Tuesday, February 17, 2009

I believe that if God wants you to do something, He puts little hints in your path.  Not everything is coincidental.  If you look back and see a pattern, it is best to listen.  This is how I came about to be a homeschool mom.  It wasn't a belief that I held since before I had children, as some homeschool moms say, it wasn't because my daughter had learning disabilities, it wasn't because I adamantly wanted her to have a Christian education.  It was because God decided that this was my path, and things happened to make me see this.  

Hannah went to our Church's preschool for two full years.  When I enrolled her in Kindergarten, I was given a list of things that she needed to have mastered before starting class.  I looked over the list, and panicked a little because although she new her upper case letters, she did know the lower case letters so well.  We worked on them all summer so that she would be ready.  On the first day of class, her teacher had put out supplies for the kids to make themselves name tags.  Hannah sat down and began to make hers, carefully writing her name and drawing little pictures.   As she was doing this, I looked around the classroom and noticed that the other parents were writing their children's names for them.   I had a feeling right then that she was way ahead of the other kids.  How right I was.  She would come home complaining that she didn't like school because she never learned anything new.  I went out and bought a 1st grade workbook at Sam's and let her do work in it after she got home from school.  Her teacher kept saying how he knew she was advanced, but because of all the other kids, he could not do anything more her level.  They have to teach to the lowest child.

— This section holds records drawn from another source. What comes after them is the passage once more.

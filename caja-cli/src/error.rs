use std::path::PathBuf;

#[derive(Debug, thiserror::Error)]
pub enum CliError {
    #[error("IO error: {0}")]
    Io(#[from] std::io::Error),

    #[error("JSON serialization error: {0}")]
    Json(#[from] serde_json::Error),

    #[error("Unknown activity type: {0}")]
    UnknownActivityType(String),

    #[error("Invalid schema directory: {path}")]
    InvalidSchemaDirectory { path: PathBuf },

    #[error("Logging setup failed: {0}")]
    Logging(String),
}

pub type Result<T> = std::result::Result<T, CliError>;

In 1st grade, things did not get any better.  She would be at school for 7 hours a day, and yet came home with homework that took about an hour to do each night.  I began to wonder what it was that they did all day, because after spending 7 hours a day, 5 days a week in class, why was she bringing home so much work?  In September, they studied 9-11.  Why?  To talk about Patriotism.  What happened to the innocence of childhood?  In December, she came home and told me that her teacher said that there is no Santa.  UGH!  Not only that, but they studied what many other cultures do for Christmas, but not Christianity.  In May, they did evaluations to see if the kids were progressing as they should, because in 1st and 2nd they do not do any standardized tests.  Her teacher was quite pleased that she was reading at the correct level.  I was not so thrilled.  I felt that those two years were wasted years.  She began so far ahead of the curve, and after 2 years she was average.  

During this time, I ran into an old friend that I knew from when Hannah was a baby.  Of all the things that she chose to tell me about, she told me that she was homeschooling her son and about the Homeschool Co-op that she belonged to.  At the time, I thought that was nice, but not for me.  Then, after Hannah's assessment after 1st grade, which I was not happy about, God put another hint in my path.  After Mass one Sunday, we were having doughnuts in the Parish Hall of our church.  Our parish library was having a book sale and my husband went over to see what they had.  Some things were free, and he found a catalog for homeschool materials.  He brought it over to me.  The funny thing is, we had never discussed homeschooling.  Ever.  When he placed it in front of me, I thought, "Homeschooling?  Me? I really don't think so, but I'll look at it."  And as I looked, I began to realize that I could do it, and that I wanted to do it.  And then I realized that God had been working and leading me to this place.  When I mailed my Notice of Intent to Homeschool, I felt that I had my daughter back.  She was mine once more.  It sounds weird, but I felt that once I dropped her off at school, she wasn't my child until school was over and I picked her back up.  I essentially had no say on what she learned or what influences she was exposed to.

Some other moms have said that I must be crazy for wanting my children home with me at all times and being their teacher, too.  That it is just too much responsibility.  I don't see it that way at all, and neither does God.